◆ Directions for this task
When you reach the line with "repository 9ddeeccf7dff7552" in the data below, begin printing lines exactly, and stop once the line with "let (grpc_listener, grpc_addr)" has been printed.

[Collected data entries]

——

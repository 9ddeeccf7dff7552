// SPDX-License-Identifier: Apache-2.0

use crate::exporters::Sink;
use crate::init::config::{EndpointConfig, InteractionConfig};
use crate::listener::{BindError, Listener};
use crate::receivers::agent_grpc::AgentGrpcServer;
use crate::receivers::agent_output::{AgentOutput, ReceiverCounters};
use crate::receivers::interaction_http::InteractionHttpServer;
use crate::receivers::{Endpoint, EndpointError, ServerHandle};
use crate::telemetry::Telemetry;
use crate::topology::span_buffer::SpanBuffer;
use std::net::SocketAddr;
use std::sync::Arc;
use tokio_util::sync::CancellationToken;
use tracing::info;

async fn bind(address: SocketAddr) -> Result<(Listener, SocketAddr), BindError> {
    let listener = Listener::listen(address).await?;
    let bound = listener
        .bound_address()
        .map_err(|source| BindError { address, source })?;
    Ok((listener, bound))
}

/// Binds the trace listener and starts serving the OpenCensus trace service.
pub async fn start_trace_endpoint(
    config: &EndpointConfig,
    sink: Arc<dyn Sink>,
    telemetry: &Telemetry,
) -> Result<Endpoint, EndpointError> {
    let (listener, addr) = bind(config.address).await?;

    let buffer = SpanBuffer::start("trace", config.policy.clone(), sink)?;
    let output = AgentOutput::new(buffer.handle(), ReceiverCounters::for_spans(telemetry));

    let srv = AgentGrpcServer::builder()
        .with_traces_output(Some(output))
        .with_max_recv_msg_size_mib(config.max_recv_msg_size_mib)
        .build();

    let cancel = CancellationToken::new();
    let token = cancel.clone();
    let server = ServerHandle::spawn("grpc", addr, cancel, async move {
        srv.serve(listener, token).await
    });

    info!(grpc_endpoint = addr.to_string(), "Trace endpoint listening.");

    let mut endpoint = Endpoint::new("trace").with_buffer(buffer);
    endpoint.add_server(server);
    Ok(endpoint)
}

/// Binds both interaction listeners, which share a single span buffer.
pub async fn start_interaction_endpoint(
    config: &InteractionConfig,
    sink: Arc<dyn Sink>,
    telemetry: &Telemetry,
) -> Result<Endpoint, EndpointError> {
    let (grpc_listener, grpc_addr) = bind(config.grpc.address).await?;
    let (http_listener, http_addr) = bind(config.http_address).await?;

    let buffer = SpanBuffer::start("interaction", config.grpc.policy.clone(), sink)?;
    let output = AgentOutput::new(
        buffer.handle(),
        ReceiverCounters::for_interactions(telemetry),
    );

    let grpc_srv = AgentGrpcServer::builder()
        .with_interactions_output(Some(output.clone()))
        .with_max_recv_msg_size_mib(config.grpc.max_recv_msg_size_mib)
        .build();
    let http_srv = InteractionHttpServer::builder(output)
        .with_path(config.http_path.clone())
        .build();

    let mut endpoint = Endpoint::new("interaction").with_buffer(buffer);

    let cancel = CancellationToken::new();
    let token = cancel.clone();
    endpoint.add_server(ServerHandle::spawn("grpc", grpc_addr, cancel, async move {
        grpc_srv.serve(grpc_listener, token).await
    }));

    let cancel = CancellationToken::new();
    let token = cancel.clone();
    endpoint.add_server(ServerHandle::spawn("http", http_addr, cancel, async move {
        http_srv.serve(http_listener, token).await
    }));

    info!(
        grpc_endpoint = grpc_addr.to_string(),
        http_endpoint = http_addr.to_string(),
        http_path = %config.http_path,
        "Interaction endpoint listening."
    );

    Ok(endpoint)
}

——

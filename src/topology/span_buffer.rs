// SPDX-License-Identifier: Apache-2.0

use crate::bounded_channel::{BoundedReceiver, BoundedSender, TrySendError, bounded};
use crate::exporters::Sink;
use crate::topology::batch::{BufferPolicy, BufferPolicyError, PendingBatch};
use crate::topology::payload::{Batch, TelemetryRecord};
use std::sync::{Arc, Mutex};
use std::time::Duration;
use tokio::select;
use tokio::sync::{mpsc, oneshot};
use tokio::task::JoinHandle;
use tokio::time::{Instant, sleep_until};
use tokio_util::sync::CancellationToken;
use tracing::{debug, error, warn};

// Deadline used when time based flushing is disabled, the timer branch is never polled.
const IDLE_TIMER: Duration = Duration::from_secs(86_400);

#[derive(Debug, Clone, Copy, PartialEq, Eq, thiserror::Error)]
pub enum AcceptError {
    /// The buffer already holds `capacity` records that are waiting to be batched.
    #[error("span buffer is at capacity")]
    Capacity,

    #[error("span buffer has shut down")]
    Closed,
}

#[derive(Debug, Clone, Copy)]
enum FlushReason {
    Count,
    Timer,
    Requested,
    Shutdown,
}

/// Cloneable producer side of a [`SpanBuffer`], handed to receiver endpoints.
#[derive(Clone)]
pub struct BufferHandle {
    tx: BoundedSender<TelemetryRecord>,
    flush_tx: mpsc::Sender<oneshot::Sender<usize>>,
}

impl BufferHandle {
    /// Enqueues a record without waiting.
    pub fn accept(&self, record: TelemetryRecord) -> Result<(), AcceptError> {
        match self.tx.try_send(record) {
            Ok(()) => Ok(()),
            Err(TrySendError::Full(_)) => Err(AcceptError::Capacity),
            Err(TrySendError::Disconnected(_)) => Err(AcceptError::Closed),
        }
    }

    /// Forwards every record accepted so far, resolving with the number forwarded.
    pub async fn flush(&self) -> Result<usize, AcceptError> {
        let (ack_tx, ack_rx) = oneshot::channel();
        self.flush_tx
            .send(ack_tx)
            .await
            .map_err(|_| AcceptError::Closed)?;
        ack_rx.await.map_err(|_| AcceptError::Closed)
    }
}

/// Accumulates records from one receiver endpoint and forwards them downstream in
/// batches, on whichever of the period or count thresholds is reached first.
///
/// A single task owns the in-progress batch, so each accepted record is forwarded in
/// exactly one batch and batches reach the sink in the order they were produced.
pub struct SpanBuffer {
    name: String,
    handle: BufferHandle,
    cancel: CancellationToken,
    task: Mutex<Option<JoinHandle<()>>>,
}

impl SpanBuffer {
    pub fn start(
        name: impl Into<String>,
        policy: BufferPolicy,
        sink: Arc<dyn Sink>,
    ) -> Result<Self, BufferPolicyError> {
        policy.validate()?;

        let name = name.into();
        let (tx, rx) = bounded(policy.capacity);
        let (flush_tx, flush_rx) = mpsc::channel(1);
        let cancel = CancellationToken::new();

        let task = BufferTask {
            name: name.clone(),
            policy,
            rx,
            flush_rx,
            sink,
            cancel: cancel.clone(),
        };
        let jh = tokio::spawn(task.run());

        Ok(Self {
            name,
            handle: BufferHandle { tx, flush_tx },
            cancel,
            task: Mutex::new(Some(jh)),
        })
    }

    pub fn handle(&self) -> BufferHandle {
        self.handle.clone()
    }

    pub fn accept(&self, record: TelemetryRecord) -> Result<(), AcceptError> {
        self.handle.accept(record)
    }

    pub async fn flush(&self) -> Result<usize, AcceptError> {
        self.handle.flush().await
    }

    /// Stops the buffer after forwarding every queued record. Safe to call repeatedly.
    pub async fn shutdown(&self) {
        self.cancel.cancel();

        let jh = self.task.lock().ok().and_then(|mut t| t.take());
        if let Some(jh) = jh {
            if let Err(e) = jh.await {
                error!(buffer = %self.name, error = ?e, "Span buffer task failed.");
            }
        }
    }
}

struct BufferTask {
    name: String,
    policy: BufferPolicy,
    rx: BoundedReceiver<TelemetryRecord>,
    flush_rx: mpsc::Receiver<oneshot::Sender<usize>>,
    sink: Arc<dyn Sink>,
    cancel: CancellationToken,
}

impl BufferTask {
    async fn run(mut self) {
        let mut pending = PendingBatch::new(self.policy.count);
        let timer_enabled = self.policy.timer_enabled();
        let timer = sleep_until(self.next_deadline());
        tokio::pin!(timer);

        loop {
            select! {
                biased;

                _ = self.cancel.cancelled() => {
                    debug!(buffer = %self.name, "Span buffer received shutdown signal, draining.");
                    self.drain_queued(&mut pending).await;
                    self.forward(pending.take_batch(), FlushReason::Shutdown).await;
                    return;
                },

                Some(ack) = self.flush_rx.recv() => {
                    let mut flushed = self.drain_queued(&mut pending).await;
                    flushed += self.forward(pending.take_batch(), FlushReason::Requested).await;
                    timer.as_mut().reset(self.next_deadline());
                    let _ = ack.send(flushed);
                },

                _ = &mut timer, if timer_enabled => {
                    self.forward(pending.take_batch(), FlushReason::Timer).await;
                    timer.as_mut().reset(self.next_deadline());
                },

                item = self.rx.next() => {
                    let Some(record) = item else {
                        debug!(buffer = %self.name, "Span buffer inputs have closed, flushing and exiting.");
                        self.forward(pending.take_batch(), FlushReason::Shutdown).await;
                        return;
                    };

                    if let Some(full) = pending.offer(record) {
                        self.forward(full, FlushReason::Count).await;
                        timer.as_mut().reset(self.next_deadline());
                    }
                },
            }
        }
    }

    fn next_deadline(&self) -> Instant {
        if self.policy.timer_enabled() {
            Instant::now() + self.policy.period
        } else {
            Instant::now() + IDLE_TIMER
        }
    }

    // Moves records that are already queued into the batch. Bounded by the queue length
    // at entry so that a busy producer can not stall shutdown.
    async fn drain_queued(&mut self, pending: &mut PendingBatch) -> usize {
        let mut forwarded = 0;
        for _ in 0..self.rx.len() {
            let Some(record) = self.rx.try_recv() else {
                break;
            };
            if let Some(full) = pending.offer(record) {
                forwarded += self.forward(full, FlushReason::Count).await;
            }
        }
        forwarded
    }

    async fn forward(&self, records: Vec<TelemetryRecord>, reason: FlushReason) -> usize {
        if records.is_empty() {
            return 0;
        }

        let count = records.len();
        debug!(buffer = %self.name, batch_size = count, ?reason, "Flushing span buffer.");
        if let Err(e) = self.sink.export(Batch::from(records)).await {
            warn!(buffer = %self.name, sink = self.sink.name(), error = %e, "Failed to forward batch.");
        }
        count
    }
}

——

◆ Task output
repository 9ddeeccf7dff7552
// SPDX-License-Identifier: Apache-2.0

use crate::exporters::Sink;
use crate::init::config::{EndpointConfig, InteractionConfig};
use crate::listener::{BindError, Listener};
use crate::receivers::agent_grpc::AgentGrpcServer;
use crate::receivers::agent_output::{AgentOutput, ReceiverCounters};
use crate::receivers::interaction_http::InteractionHttpServer;
use crate::receivers::{Endpoint, EndpointError, ServerHandle};
use crate::telemetry::Telemetry;
use crate::topology::span_buffer::SpanBuffer;
use std::net::SocketAddr;
use std::sync::Arc;
use tokio_util::sync::CancellationToken;
use tracing::info;

async fn bind(address: SocketAddr) -> Result<(Listener, SocketAddr), BindError> {
    let listener = Listener::listen(address).await?;
    let bound = listener
        .bound_address()
        .map_err(|source| BindError { address, source })?;
    Ok((listener, bound))
}

/// Binds the trace listener and starts serving the OpenCensus trace service.
pub async fn start_trace_endpoint(
    config: &EndpointConfig,
    sink: Arc<dyn Sink>,
    telemetry: &Telemetry,
) -> Result<Endpoint, EndpointError> {
    let (listener, addr) = bind(config.address).await?;

    let buffer = SpanBuffer::start("trace", config.policy.clone(), sink)?;
    let output = AgentOutput::new(buffer.handle(), ReceiverCounters::for_spans(telemetry));

    let srv = AgentGrpcServer::builder()
        .with_traces_output(Some(output))
        .with_max_recv_msg_size_mib(config.max_recv_msg_size_mib)
        .build();

    let cancel = CancellationToken::new();
    let token = cancel.clone();
    let server = ServerHandle::spawn("grpc", addr, cancel, async move {
        srv.serve(listener, token).await
    });

    info!(grpc_endpoint = addr.to_string(), "Trace endpoint listening.");

    let mut endpoint = Endpoint::new("trace").with_buffer(buffer);
    endpoint.add_server(server);
    Ok(endpoint)
}

/// Binds both interaction listeners, which share a single span buffer.
pub async fn start_interaction_endpoint(
    config: &InteractionConfig,
    sink: Arc<dyn Sink>,
    telemetry: &Telemetry,
) -> Result<Endpoint, EndpointError> {
    let (grpc_listener, grpc_addr) = bind(config.grpc.address).await?;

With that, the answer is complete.